(一).
this poem has a beginning as you’d expect it:
by the dinner table eating, pa wearing
his sweatshirt and ma slinging her golden purse; the funny thing’s i never
used to call them “pa,” “ma” always found them too cowboy-ish,
un-me the whole grand shebang we who sit
(二).
and listen to our chopsticks bridge now and cross
and let them ring
against our porcelain empty on both sides but for the grains of rice filling the gaps between us
and the wood, slight, frantically crossing
grandmother now who comes over from china crossing too now settling her home now
clanging pots and bowls though she for books
my grandmother a poet only their books burned
down back in ’45 when mao
stormed into fujian. but arguably even further: in ’35
at the Luding bridge two men crossed
the mountain braving mortar and smoke like
the city rubble mound where all her smoking scholarly uncles then with their lungs sang out
and leapt and ran echoing “the communists
are coming!” “the communists are
(三).
coming!” and then
instead of their poems took with them their children — instead
of the poems sold off the poems instead of the voices ringing instead silently ran
ran their shoes off, instead
the poems running all the way here instead of on their ships, panting, dragging, crossing the seas
behind their yellow gold and the japanese now,
with their dragging planes and tanks and their grass they came marching into the shop where flat
like a wooden door perched by a bridge too upon a river opens here now grandfather: to the japanese
slouched over, hunched unlike grandmother
(四).
open palming willingly the khaki green cap with a fee instead of their poems.

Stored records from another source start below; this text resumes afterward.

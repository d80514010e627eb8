//! Configuration Types
//!
//! 定义所有配置结构体

use serde::Deserialize;

use crate::application::segmentation::{
    AssemblerConfig, MicroMergeConfig, SlidingWindowConfig, SplitStrategy,
};
use crate::domain::segmentation::{LengthSplitConfig, MicroChunkConfig, DEFAULT_MIN_GAP};

/// 应用主配置
#[derive(Debug, Clone, Deserialize)]
pub struct AppConfig {
    /// 分割配置
    #[serde(default)]
    pub segmentation: SegmentationConfig,

    /// 滑动窗口策略配置
    #[serde(default)]
    pub window: WindowConfig,

    /// 微分块合并策略配置
    #[serde(default)]
    pub merge: MergeConfig,

    /// LLM 服务配置
    #[serde(default)]
    pub llm: LlmConfig,

    /// 日志配置
    #[serde(default)]
    pub log: LogConfig,
}

impl Default for AppConfig {
    fn default() -> Self {
        Self {
            segmentation: SegmentationConfig::default(),
            window: WindowConfig::default(),
            merge: MergeConfig::default(),
            llm: LlmConfig::default(),
            log: LogConfig::default(),
        }
    }
}

impl AppConfig {
    /// 折算为装配器配置
    ///
    /// llm_only 同时下沉到滑动窗口策略，
    /// 启发式长度分割参数下沉为窗口兜底配置
    pub fn assembler_config(&self) -> AssemblerConfig {
        let seg = &self.segmentation;
        let fallback = LengthSplitConfig {
            min_length: seg.min_chapter_length,
            max_length: seg.max_chapter_length,
            lookahead: seg.lookahead,
        };

        AssemblerConfig {
            strategy: SplitStrategy::from_name(&seg.strategy)
                .unwrap_or(SplitStrategy::MicroMerge),
            min_chapter_length: seg.min_chapter_length,
            max_chapter_length: seg.max_chapter_length,
            lookahead: seg.lookahead,
            min_gap: seg.min_gap,
            llm_only: seg.llm_only,
            enforce_min_length: seg.enforce_min_length,
            debug_max_chapters: seg.debug_max_chapters,
            window: SlidingWindowConfig {
                approx_tokens_per_call: self.window.approx_tokens_per_call,
                chars_per_token: self.window.chars_per_token,
                max_input_chars: if self.window.max_input_chars == 0 {
                    None
                } else {
                    Some(self.window.max_input_chars)
                },
                max_stall: self.window.max_stall,
                max_iterations: self.window.max_iterations,
                llm_only: seg.llm_only,
                fallback,
            },
            merge: MicroMergeConfig {
                chunk: MicroChunkConfig {
                    target_size: self.merge.target_size,
                    hard_max_size: self.merge.hard_max_size,
                },
                batch_size: self.merge.batch_size,
                snippet_len: self.merge.snippet_len,
            },
        }
    }
}

/// 分割配置
#[derive(Debug, Clone, Deserialize)]
pub struct SegmentationConfig {
    /// 分割策略
    /// 可选: micro_merge, sliding_window, heuristic
    #[serde(default = "default_strategy")]
    pub strategy: String,

    /// 单章最小字节数
    #[serde(default = "default_min_chapter_length")]
    pub min_chapter_length: usize,

    /// 单章最大字节数（启发式长度分割用）
    #[serde(default = "default_max_chapter_length")]
    pub max_chapter_length: usize,

    /// 长度分割回扫窗口（字节）
    #[serde(default = "default_lookahead")]
    pub lookahead: usize,

    /// 边界候选最小间距（字节）
    #[serde(default = "default_min_gap")]
    pub min_gap: usize,

    /// LLM-only：策略失败时不强制分割，全文成为一章
    #[serde(default = "default_llm_only")]
    pub llm_only: bool,

    /// 是否执行最小长度合并
    #[serde(default)]
    pub enforce_min_length: bool,

    /// 调试：章节数上限，0 不限制
    #[serde(default)]
    pub debug_max_chapters: usize,
}

fn default_strategy() -> String {
    "micro_merge".to_string()
}

fn default_min_chapter_length() -> usize {
    8000
}

fn default_max_chapter_length() -> usize {
    14000
}

fn default_lookahead() -> usize {
    4000
}

fn default_min_gap() -> usize {
    DEFAULT_MIN_GAP
}

fn default_llm_only() -> bool {
    true
}

impl Default for SegmentationConfig {
    fn default() -> Self {
        Self {
            strategy: default_strategy(),
            min_chapter_length: default_min_chapter_length(),
            max_chapter_length: default_max_chapter_length(),
            lookahead: default_lookahead(),
            min_gap: default_min_gap(),
            llm_only: default_llm_only(),
            enforce_min_length: false,
            debug_max_chapters: 0,
        }
    }
}

/// 滑动窗口策略配置
#[derive(Debug, Clone, Deserialize)]
pub struct WindowConfig {
    /// 每次调用的近似 token 预算
    #[serde(default = "default_tokens_per_call")]
    pub approx_tokens_per_call: usize,

    /// token 折算字节数
    #[serde(default = "default_chars_per_token")]
    pub chars_per_token: usize,

    /// 输入上限（字节），0 不限制
    #[serde(default)]
    pub max_input_chars: usize,

    /// 连续无进展轮次上限
    #[serde(default = "default_max_stall")]
    pub max_stall: usize,

    /// 窗口循环轮次上限
    #[serde(default = "default_max_iterations")]
    pub max_iterations: usize,
}

fn default_tokens_per_call() -> usize {
    4000
}

fn default_chars_per_token() -> usize {
    3
}

fn default_max_stall() -> usize {
    2
}

fn default_max_iterations() -> usize {
    1000
}

impl Default for WindowConfig {
    fn default() -> Self {
        Self {
            approx_tokens_per_call: default_tokens_per_call(),
            chars_per_token: default_chars_per_token(),
            max_input_chars: 0,
            max_stall: default_max_stall(),
            max_iterations: default_max_iterations(),
        }
    }
}

/// 微分块合并策略配置
#[derive(Debug, Clone, Deserialize)]
pub struct MergeConfig {
    /// 微分块目标字节数
    #[serde(default = "default_target_size")]
    pub target_size: usize,

    /// 微分块硬上限字节数
    #[serde(default = "default_hard_max_size")]
    pub hard_max_size: usize,

    /// 每批送审的分块数
    #[serde(default = "default_batch_size")]
    pub batch_size: usize,

    /// 片段首尾摘要长度（字节）
    #[serde(default = "default_snippet_len")]
    pub snippet_len: usize,
}

fn default_target_size() -> usize {
    1600
}

fn default_hard_max_size() -> usize {
    2400
}

fn default_batch_size() -> usize {
    18
}

fn default_snippet_len() -> usize {
    300
}

impl Default for MergeConfig {
    fn default() -> Self {
        Self {
            target_size: default_target_size(),
            hard_max_size: default_hard_max_size(),
            batch_size: default_batch_size(),
            snippet_len: default_snippet_len(),
        }
    }
}

/// LLM 服务配置
#[derive(Debug, Clone, Deserialize)]
pub struct LlmConfig {
    /// LLM 服务基础 URL
    #[serde(default = "default_llm_url")]
    pub url: String,

    /// API Key
    #[serde(default)]
    pub api_key: String,

    /// 模型名
    #[serde(default = "default_llm_model")]
    pub model: String,

    /// 请求超时时间（秒）
    #[serde(default = "default_llm_timeout")]
    pub timeout_secs: u64,

    /// 最大重试次数
    #[serde(default)]
    pub max_retries: u32,

    /// 每多少次调用暂停一次，0 不暂停
    #[serde(default = "default_pause_every")]
    pub pause_every: usize,

    /// 暂停时长（毫秒）
    #[serde(default = "default_pause_ms")]
    pub pause_ms: u64,
}

fn default_llm_url() -> String {
    "https://api.openai.com".to_string()
}

fn default_llm_model() -> String {
    "gpt-4o".to_string()
}

fn default_llm_timeout() -> u64 {
    120
}

fn default_pause_every() -> usize {
    10
}

fn default_pause_ms() -> u64 {
    1000
}

impl Default for LlmConfig {
    fn default() -> Self {
        Self {
            url: default_llm_url(),
            api_key: String::new(),
            model: default_llm_model(),
            timeout_secs: default_llm_timeout(),
            max_retries: 0,
            pause_every: default_pause_every(),
            pause_ms: default_pause_ms(),
        }
    }
}

/// 日志配置
#[derive(Debug, Clone, Deserialize)]
pub struct LogConfig {
    /// 日志级别
    #[serde(default = "default_log_level")]
    pub level: String,

    /// 是否启用 JSON 格式
    #[serde(default)]
    pub json: bool,
}

fn default_log_level() -> String {
    "info".to_string()
}

impl Default for LogConfig {
    fn default() -> Self {
        Self {
            level: default_log_level(),
            json: false,
        }
    }
}

#[cfg(test)]
mod tests {
    use super::*;

    #[test]
    fn test_default_config() {
        let config = AppConfig::default();
        assert_eq!(config.segmentation.strategy, "micro_merge");
        assert_eq!(config.segmentation.min_chapter_length, 8000);
        assert_eq!(config.merge.batch_size, 18);
        assert_eq!(config.llm.url, "https://api.openai.com");
    }

    #[test]
    fn test_assembler_config_mapping() {
        let config = AppConfig::default();
        let assembler = config.assembler_config();
        assert_eq!(assembler.strategy, SplitStrategy::MicroMerge);
        assert!(assembler.llm_only);
        assert!(assembler.window.llm_only);
        assert_eq!(assembler.window.max_input_chars, None);
        assert_eq!(assembler.merge.chunk.target_size, 1600);
    }

    #[test]
    fn test_assembler_config_zero_cap_means_unlimited() {
        let mut config = AppConfig::default();
        config.window.max_input_chars = 200_000;
        assert_eq!(
            config.assembler_config().window.max_input_chars,
            Some(200_000)
        );
    }

    #[test]
    fn test_unknown_strategy_falls_back_to_micro_merge() {
        let mut config = AppConfig::default();
        config.segmentation.strategy = "quantum".to_string();
        assert_eq!(
            config.assembler_config().strategy,
            SplitStrategy::MicroMerge
        );
    }
}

(un-ringing their voices, he now quietly shuts the gates behind them.)
(un-knotting their brows, she now scrubs her pans beneath handing over her wad of paper.)
behind them both two chopsticks slant within bowls like collapsing bridges.
(五).
both my grandfathers never marched, never fought, never spake never
seemed to wait nor care nor come around to. i suppose. our inherited cancer —
within our family a history of two:
pancreatic for my grandmother’s husband, he with dextrose in his stomach.
(both a distaste for the battlefield, the book)
colon for my slouched over grandfather,
he who refused to operate no more.
(instead of the poems no bayonets)
never ran never stood never fought no more but for the doors planking open
the gaps to his shop which he stood to and sat in and sold
made a living room lasted him when since
(instead of the coin the sons two measly chopsticks)
(vi.)
in hongkong in the late 30s, before the exchange rate, and garcia’s “filipino first policy”
marcos - though don’t we all believe it - stripping us of our sari-sari stores,
father long ago lost the stomach of “home”: found it slight that his own step-brothers began splitting
the estate in Mongkok and North Point his papa said was his — finally
with tired eyes stared back again at his rooms overlooking the great train bridge
and asked my father if we were to fight for his papa’s word — which spared
no one not even paper nor tai-ma’s favouritism towards the three brothers —
which forced the gaps between he and his brothers long-ago to glue together — again a theatre the boardroom —
the coffin home between blood whom on one side lay — on the other he —
the adopted one, towered
(like his hardied father who locked up gold like it was the very last light of day. who wore the same white sweatshirt where pa later we see who slung over his back the fabric coin purse and boarded the plane back to hong kong only to never come home with granddad and my dad)
in tow.
letting it go, in the end father said. open palmed too they, once more watching the khaki green walls
as they fell apart as we had no stomachs for bridges strung across buildings like bayonets
it is here they return home. taking two rooms — two doors left to bridge a building —
(vii).
(our inheritance only ours to begin with). work he now says
work
he pierces the air with: grandfather and father awake every sunday morning at precisely 8:30, made to go
down to the temple in kalesas, empty temples wooden strips large with gaps at its foot bridging fake jade guard
dogs — like chopsticks thin now we sit
at the sunday table quietly eating now in
(viii).
obedience.
(one.)
this poem is not a protest piece.
this poem has only a beginning exactly as you’d expect it.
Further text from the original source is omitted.